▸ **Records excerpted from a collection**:
★ ★ ★
#[derive(Debug, Clone)]
pub struct Config {
    pub database_url: String,
    pub app_url: String,
    pub jwt_secret: String,
    pub jwt_maxage: i64,
    pub port: u16,
}

impl Config {
    pub fn init() -> Config {
        let database_url = std::env::var("DATABASE_URL").expect("DATABASE_URL must be set");
        let jwt_secret = std::env::var("JWT_SECRET_KEY").expect("JWT_SECRET_KEY must be set");
        let jwt_maxage = std::env::var("JWT_MAXAGE").expect("JWT_MAXAGE must be set");
        let app_url = std::env::var("APP_URL").expect("APP_URL must be set");

        let port = std::env::var("PORT")
            .unwrap_or_else(|_| "8000".to_string());

        Config {
            database_url,
            app_url,
            jwt_secret,
            jwt_maxage: jwt_maxage.parse::<i64>().unwrap(),
            port: port.parse::<u16>().unwrap(),
        }
    }
}
use crate::error::HttpError;
use axum::http::StatusCode;
use thiserror::Error;
use uuid::Uuid;

#[derive(Error, Debug)]
pub enum ServiceError {
    #[error("Class request {0} not found")]
    ClassNotFound(Uuid),

    #[error("Tutor application {0} not found")]
    ApplicationNotFound(Uuid),

    #[error("Contract {0} not found")]
    ContractNotFound(Uuid),

    #[error("Brokerage payment {0} not found")]
    PaymentNotFound(Uuid),

    #[error("Salary record {0} not found")]
    SalaryNotFound(Uuid),

    #[error("User {0} not found")]
    UserNotFound(Uuid),

    #[error("Invalid state transition: {0}")]
    InvalidStateTransition(String),

    #[error("Customer {0} already has {1} pending class requests")]
    TooManyPendingRequests(Uuid, i64),

    #[error("A brokerage payment already exists for class {0} and tutor {1}")]
    DuplicateBrokerageFee(Uuid, Uuid),

    #[error("No active payment policy is configured")]
    NoActivePolicy,

    #[error("Database error: {0}")]
    Database(#[from] sqlx::Error),

    #[error("Validation error: {0}")]
    Validation(String),
}

impl From<ServiceError> for HttpError {
    fn from(error: ServiceError) -> Self {
        match error {
            ServiceError::ClassNotFound(_)
            | ServiceError::ApplicationNotFound(_)
            | ServiceError::ContractNotFound(_)
            | ServiceError::PaymentNotFound(_)
            | ServiceError::SalaryNotFound(_)
            | ServiceError::UserNotFound(_) => HttpError::not_found(error.to_string()),

            ServiceError::InvalidStateTransition(_)
            | ServiceError::TooManyPendingRequests(_, _)
            | ServiceError::Validation(_) => HttpError::bad_request(error.to_string()),

            ServiceError::DuplicateBrokerageFee(_, _)
            | ServiceError::NoActivePolicy => HttpError::conflict(error.to_string()),

            _ => HttpError::server_error(error.to_string()),
        }
    }
}

impl ServiceError {
    pub fn status_code(&self) -> StatusCode {
        match self {
            ServiceError::ClassNotFound(_)
            | ServiceError::ApplicationNotFound(_)
            | ServiceError::ContractNotFound(_)
            | ServiceError::PaymentNotFound(_)
            | ServiceError::SalaryNotFound(_)
            | ServiceError::UserNotFound(_) => StatusCode::NOT_FOUND,

            ServiceError::InvalidStateTransition(_)
            | ServiceError::TooManyPendingRequests(_, _)
            | ServiceError::Validation(_) => StatusCode::BAD_REQUEST,

            ServiceError::DuplicateBrokerageFee(_, _)
            | ServiceError::NoActivePolicy => StatusCode::CONFLICT,

            ServiceError::Database(_) => StatusCode::INTERNAL_SERVER_ERROR,
        }
    }
}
★ ★ ★
Nothing in the entries should be left out; please reproduce them all exactly.

#[derive(Debug, Clone)]
pub struct Config {
    pub database_url: String,
    pub app_url: String,
    pub jwt_secret: String,
    pub jwt_maxage: i64,
    pub port: u16,
}

impl Config {
    pub fn init() -> Config {
        let database_url = std::env::var("DATABASE_URL").expect("DATABASE_URL must be set");
        let jwt_secret = std::env::var("JWT_SECRET_KEY").expect("JWT_SECRET_KEY must be set");
        let jwt_maxage = std::env::var("JWT_MAXAGE").expect("JWT_MAXAGE must be set");
        let app_url = std::env::var("APP_URL").expect("APP_URL must be set");

        let port = std::env::var("PORT")
            .unwrap_or_else(|_| "8000".to_string());

        Config {
            database_url,
            app_url,
            jwt_secret,
            jwt_maxage: jwt_maxage.parse::<i64>().unwrap(),
            port: port.parse::<u16>().unwrap(),
        }
    }
}
use crate::error::HttpError;
use axum::http::StatusCode;
use thiserror::Error;
use uuid::Uuid;

#[derive(Error, Debug)]
pub enum ServiceError {
    #[error("Class request {0} not found")]
    ClassNotFound(Uuid),

    #[error("Tutor application {0} not found")]
    ApplicationNotFound(Uuid),

    #[error("Contract {0} not found")]
    ContractNotFound(Uuid),

    #[error("Brokerage payment {0} not found")]
    PaymentNotFound(Uuid),

    #[error("Salary record {0} not found")]
    SalaryNotFound(Uuid),

    #[error("User {0} not found")]
    UserNotFound(Uuid),

    #[error("Invalid state transition: {0}")]
    InvalidStateTransition(String),

    #[error("Customer {0} already has {1} pending class requests")]
    TooManyPendingRequests(Uuid, i64),

    #[error("A brokerage payment already exists for class {0} and tutor {1}")]
    DuplicateBrokerageFee(Uuid, Uuid),

    #[error("No active payment policy is configured")]
    NoActivePolicy,

    #[error("Database error: {0}")]
    Database(#[from] sqlx::Error),

    #[error("Validation error: {0}")]
    Validation(String),
}

impl From<ServiceError> for HttpError {
    fn from(error: ServiceError) -> Self {
        match error {
            ServiceError::ClassNotFound(_)
            | ServiceError::ApplicationNotFound(_)
            | ServiceError::ContractNotFound(_)
            | ServiceError::PaymentNotFound(_)
            | ServiceError::SalaryNotFound(_)
            | ServiceError::UserNotFound(_) => HttpError::not_found(error.to_string()),

            ServiceError::InvalidStateTransition(_)
            | ServiceError::TooManyPendingRequests(_, _)
            | ServiceError::Validation(_) => HttpError::bad_request(error.to_string()),

            ServiceError::DuplicateBrokerageFee(_, _)
            | ServiceError::NoActivePolicy => HttpError::conflict(error.to_string()),

            _ => HttpError::server_error(error.to_string()),
        }
    }
}

impl ServiceError {
    pub fn status_code(&self) -> StatusCode {
        match self {
            ServiceError::ClassNotFound(_)
            | ServiceError::ApplicationNotFound(_)
            | ServiceError::ContractNotFound(_)
            | ServiceError::PaymentNotFound(_)
            | ServiceError::SalaryNotFound(_)
            | ServiceError::UserNotFound(_) => StatusCode::NOT_FOUND,

            ServiceError::InvalidStateTransition(_)
            | ServiceError::TooManyPendingRequests(_, _)
            | ServiceError::Validation(_) => StatusCode::BAD_REQUEST,

            ServiceError::DuplicateBrokerageFee(_, _)
            | ServiceError::NoActivePolicy => StatusCode::CONFLICT,

            ServiceError::Database(_) => StatusCode::INTERNAL_SERVER_ERROR,
        }
    }
}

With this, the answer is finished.